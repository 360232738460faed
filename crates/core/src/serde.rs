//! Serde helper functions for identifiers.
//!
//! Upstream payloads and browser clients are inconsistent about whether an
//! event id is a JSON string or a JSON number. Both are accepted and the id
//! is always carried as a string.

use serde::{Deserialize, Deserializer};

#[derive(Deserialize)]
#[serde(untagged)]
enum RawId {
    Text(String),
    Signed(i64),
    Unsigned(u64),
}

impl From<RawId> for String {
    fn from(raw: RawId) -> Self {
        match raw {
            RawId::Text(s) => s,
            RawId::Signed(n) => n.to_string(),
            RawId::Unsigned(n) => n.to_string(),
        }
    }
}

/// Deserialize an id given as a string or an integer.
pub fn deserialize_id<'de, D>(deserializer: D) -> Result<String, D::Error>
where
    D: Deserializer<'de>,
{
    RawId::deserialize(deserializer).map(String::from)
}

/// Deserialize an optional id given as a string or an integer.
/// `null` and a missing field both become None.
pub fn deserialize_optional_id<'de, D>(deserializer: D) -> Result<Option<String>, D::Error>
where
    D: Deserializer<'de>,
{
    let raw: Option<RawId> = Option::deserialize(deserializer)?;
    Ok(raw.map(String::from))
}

==============================

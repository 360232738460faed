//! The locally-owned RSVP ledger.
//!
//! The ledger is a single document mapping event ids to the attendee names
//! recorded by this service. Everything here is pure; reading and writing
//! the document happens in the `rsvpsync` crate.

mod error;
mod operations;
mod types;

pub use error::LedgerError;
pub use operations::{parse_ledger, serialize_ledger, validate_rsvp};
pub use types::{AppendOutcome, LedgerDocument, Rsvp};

==============================

Where the string "event" occurs in a line of the material above, copy the whole line.

■ **Reply to the exercise**:
//! event id is a JSON string or a JSON number. Both are accepted and the id
//! The ledger is a single document mapping event ids to the attendee names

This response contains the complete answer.